» What is needed
Given the records below, would you repeat exactly the lines that begin at the one containing "the auto-level tracker." and end at the one containing "let mut spectrum", inclusive?

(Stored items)

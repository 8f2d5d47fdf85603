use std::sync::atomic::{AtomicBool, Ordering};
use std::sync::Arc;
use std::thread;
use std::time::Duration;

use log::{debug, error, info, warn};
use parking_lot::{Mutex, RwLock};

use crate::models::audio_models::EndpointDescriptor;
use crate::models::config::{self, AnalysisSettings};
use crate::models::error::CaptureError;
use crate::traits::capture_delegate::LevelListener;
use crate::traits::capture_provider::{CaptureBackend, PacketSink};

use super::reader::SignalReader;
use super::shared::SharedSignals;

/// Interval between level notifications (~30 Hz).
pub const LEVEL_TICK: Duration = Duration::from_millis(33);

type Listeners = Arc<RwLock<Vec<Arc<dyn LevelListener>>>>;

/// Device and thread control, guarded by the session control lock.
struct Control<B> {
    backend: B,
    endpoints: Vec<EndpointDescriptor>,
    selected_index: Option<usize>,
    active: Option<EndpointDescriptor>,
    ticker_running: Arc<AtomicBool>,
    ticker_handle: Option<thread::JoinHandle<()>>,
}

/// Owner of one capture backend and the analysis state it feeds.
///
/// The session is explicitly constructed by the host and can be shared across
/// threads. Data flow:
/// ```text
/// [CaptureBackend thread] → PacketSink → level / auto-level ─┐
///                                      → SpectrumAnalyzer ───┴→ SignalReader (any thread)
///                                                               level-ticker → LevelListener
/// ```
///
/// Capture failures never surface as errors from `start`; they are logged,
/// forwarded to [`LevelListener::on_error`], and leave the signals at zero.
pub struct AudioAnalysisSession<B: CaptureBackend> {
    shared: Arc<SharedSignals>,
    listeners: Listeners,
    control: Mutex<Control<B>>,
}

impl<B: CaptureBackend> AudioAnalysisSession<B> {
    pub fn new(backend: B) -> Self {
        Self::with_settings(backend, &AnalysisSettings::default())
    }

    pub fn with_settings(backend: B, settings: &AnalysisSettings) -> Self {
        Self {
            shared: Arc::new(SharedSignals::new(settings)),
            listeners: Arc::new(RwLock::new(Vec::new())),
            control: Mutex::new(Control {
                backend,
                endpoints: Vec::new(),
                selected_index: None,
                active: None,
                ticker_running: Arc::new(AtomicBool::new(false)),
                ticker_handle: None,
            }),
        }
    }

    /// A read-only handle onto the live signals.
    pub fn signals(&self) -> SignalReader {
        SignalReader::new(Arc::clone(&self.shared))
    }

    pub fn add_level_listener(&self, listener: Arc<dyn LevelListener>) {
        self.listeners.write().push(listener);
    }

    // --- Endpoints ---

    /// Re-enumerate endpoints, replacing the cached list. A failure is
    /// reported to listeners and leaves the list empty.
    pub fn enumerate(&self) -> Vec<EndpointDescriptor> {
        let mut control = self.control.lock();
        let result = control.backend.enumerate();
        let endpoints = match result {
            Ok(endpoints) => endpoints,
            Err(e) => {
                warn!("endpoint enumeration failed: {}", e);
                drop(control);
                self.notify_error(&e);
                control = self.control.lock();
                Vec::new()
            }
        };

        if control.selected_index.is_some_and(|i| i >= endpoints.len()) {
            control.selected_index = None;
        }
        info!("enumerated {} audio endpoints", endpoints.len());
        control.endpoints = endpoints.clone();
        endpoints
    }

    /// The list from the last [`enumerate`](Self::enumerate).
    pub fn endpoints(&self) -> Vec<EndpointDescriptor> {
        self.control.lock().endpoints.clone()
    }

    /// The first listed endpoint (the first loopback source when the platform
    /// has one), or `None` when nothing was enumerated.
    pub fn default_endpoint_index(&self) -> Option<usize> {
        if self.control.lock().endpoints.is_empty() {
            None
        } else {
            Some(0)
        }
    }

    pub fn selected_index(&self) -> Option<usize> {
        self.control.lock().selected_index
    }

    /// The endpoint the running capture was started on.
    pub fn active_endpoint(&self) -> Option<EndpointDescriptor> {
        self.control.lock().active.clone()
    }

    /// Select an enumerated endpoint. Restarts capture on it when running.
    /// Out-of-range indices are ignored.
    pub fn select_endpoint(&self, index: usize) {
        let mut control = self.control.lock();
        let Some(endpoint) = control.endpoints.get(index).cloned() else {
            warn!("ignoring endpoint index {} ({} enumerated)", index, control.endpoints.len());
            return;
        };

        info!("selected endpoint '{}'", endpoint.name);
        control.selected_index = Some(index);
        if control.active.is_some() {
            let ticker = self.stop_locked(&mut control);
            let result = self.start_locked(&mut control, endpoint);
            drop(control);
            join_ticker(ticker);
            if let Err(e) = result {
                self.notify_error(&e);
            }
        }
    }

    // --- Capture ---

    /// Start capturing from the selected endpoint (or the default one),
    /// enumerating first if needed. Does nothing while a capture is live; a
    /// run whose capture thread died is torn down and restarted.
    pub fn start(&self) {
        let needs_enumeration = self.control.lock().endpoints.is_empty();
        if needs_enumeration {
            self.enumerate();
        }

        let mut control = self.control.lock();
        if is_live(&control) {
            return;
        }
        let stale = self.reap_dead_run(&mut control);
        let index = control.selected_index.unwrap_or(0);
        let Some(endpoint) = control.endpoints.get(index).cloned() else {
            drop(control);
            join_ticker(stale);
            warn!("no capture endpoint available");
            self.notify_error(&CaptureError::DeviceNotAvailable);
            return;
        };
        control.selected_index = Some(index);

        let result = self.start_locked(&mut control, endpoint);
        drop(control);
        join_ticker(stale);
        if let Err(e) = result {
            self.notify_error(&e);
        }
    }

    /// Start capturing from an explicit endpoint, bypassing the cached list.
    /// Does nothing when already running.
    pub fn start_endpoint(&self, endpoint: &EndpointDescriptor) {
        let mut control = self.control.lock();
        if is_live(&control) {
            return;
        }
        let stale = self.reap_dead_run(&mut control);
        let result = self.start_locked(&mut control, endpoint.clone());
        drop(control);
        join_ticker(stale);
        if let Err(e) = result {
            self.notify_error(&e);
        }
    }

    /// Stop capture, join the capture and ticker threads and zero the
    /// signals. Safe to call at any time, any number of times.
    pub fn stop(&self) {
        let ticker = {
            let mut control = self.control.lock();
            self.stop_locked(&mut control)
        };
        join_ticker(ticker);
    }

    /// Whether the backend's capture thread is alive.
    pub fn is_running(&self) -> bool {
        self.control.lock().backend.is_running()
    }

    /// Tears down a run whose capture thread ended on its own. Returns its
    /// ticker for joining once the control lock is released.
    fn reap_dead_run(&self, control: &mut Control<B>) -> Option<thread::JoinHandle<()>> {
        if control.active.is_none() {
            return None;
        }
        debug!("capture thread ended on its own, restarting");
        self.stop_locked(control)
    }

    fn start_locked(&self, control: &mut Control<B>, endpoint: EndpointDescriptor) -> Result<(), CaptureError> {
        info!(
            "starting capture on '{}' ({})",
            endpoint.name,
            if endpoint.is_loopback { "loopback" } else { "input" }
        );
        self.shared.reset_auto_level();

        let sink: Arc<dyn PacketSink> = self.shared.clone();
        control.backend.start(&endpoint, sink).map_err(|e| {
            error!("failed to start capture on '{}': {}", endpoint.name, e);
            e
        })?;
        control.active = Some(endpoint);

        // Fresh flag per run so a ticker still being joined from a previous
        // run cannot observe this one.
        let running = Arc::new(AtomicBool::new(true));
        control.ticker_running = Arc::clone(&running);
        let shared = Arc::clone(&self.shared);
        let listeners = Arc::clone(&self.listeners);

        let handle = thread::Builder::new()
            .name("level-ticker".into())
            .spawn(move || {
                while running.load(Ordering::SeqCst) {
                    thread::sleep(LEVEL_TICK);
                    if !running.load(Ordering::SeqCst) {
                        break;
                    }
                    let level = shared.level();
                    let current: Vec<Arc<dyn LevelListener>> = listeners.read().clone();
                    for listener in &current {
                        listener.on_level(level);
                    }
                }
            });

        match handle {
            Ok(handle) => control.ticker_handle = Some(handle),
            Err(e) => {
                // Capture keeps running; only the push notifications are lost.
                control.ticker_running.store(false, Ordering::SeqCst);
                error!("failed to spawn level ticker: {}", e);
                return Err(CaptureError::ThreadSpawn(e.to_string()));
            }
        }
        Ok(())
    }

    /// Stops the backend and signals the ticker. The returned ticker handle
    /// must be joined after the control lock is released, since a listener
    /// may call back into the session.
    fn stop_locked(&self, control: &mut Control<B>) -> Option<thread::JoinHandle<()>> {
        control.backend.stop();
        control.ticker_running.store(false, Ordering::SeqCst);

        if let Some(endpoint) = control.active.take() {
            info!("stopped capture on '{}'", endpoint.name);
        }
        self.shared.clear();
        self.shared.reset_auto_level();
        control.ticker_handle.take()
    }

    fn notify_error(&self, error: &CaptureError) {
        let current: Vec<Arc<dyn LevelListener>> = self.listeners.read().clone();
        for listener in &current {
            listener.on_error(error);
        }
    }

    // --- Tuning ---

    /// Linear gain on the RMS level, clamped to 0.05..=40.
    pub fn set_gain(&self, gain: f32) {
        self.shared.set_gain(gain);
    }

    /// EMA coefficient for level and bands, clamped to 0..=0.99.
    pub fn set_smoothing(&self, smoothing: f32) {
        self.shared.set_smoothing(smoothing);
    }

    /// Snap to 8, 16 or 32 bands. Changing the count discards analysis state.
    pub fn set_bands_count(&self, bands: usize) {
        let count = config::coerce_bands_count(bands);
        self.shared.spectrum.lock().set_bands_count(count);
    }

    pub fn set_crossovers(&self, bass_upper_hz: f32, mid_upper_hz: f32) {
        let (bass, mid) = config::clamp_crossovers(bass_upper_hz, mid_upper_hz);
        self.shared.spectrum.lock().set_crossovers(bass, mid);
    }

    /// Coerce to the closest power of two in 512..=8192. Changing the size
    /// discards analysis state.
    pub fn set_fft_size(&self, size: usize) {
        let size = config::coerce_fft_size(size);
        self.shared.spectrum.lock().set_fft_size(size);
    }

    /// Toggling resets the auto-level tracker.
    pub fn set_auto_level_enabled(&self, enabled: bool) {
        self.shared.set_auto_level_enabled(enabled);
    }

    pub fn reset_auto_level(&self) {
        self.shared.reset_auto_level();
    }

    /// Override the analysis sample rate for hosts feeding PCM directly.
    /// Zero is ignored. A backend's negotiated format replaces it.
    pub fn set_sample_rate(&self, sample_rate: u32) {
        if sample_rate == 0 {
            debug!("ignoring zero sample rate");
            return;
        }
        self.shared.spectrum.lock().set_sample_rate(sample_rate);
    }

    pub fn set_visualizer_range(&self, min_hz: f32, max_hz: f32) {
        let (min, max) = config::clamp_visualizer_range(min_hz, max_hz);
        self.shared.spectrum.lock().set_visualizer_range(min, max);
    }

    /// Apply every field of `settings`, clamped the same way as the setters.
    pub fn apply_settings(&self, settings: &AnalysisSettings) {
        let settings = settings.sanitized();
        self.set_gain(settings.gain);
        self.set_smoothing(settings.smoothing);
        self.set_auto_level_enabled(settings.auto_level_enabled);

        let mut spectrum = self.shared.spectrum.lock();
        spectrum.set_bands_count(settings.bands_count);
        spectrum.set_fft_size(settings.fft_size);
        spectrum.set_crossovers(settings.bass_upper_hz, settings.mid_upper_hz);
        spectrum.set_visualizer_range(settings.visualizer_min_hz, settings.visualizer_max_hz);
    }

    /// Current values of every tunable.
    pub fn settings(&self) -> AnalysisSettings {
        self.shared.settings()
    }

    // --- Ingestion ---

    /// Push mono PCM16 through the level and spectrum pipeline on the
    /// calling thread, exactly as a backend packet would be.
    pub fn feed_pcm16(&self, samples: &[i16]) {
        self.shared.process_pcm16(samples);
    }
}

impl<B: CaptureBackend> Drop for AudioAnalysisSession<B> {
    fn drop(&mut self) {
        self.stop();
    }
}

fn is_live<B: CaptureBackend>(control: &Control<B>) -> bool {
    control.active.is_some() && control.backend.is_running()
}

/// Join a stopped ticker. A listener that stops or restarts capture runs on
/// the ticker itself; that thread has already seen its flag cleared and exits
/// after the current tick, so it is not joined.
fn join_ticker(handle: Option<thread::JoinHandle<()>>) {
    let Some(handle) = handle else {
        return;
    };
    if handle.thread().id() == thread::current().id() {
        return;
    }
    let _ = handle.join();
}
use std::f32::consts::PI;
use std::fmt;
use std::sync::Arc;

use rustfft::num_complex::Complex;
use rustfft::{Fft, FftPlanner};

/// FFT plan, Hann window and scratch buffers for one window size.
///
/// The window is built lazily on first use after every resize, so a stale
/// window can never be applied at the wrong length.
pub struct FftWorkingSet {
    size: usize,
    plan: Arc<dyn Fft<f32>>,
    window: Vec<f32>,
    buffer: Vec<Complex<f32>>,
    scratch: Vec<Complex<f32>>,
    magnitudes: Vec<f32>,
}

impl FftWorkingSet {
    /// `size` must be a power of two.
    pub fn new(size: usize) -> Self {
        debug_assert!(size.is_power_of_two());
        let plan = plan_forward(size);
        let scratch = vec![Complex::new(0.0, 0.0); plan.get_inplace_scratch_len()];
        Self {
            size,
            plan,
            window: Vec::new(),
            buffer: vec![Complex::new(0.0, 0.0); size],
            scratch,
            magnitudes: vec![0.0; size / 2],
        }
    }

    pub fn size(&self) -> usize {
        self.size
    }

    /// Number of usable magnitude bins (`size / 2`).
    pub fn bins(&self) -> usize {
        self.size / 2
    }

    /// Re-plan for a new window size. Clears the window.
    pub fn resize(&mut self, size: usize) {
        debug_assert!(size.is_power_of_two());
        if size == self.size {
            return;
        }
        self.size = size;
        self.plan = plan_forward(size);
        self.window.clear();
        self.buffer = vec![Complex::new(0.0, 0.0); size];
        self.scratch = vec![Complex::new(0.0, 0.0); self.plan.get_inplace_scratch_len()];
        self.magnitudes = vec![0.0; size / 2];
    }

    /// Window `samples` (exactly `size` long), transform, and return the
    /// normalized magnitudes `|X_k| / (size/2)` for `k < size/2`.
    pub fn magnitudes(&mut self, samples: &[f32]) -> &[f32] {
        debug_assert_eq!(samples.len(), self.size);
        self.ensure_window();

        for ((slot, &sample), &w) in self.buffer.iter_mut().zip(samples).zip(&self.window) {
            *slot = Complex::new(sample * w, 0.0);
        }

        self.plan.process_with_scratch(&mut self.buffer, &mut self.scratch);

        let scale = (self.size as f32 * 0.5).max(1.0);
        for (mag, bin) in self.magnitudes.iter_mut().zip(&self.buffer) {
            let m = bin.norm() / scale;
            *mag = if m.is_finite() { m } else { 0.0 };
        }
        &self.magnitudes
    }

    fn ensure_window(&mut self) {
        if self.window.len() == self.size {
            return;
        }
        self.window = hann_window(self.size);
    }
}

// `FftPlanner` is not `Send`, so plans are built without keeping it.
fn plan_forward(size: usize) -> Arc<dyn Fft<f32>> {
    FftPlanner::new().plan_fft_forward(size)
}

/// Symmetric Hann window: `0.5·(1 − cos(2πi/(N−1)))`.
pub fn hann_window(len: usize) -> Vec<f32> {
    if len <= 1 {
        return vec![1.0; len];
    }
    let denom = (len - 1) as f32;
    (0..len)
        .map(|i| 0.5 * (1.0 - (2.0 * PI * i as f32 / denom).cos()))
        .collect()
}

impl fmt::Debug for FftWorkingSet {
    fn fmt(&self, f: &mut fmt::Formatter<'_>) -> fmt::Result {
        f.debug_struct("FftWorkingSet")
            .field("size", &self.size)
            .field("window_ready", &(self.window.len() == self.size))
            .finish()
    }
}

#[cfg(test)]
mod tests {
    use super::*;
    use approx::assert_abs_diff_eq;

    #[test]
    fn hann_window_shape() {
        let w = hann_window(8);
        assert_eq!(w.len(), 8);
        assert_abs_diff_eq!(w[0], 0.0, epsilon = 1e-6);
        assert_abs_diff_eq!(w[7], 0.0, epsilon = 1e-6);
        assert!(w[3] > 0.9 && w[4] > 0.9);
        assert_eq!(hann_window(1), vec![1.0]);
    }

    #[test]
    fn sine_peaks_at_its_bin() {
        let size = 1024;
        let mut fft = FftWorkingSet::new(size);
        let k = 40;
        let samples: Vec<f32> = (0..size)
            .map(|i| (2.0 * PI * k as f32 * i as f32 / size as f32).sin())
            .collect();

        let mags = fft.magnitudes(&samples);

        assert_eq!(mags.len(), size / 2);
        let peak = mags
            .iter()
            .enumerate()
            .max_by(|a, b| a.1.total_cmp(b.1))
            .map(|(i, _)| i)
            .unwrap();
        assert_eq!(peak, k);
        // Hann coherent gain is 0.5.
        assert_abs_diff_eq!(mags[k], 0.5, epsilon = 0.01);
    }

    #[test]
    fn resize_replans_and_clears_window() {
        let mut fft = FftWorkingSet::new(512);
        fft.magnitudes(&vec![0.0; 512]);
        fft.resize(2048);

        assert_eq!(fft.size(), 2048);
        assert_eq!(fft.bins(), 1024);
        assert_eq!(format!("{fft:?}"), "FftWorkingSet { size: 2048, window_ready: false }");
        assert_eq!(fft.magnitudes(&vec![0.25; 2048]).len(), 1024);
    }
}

» Answer section
    /// Toggling resets the auto-level tracker.
    pub fn set_auto_level_enabled(&self, enabled: bool) {
        self.shared.set_auto_level_enabled(enabled);
    }

    pub fn reset_auto_level(&self) {
        self.shared.reset_auto_level();
    }

    /// Override the analysis sample rate for hosts feeding PCM directly.
    /// Zero is ignored. A backend's negotiated format replaces it.
    pub fn set_sample_rate(&self, sample_rate: u32) {
        if sample_rate == 0 {
            debug!("ignoring zero sample rate");
            return;
        }
        self.shared.spectrum.lock().set_sample_rate(sample_rate);
    }

    pub fn set_visualizer_range(&self, min_hz: f32, max_hz: f32) {
        let (min, max) = config::clamp_visualizer_range(min_hz, max_hz);
        self.shared.spectrum.lock().set_visualizer_range(min, max);
    }

    /// Apply every field of `settings`, clamped the same way as the setters.
    pub fn apply_settings(&self, settings: &AnalysisSettings) {
        let settings = settings.sanitized();
        self.set_gain(settings.gain);
        self.set_smoothing(settings.smoothing);
        self.set_auto_level_enabled(settings.auto_level_enabled);

        let mut spectrum = self.shared.spectrum.lock();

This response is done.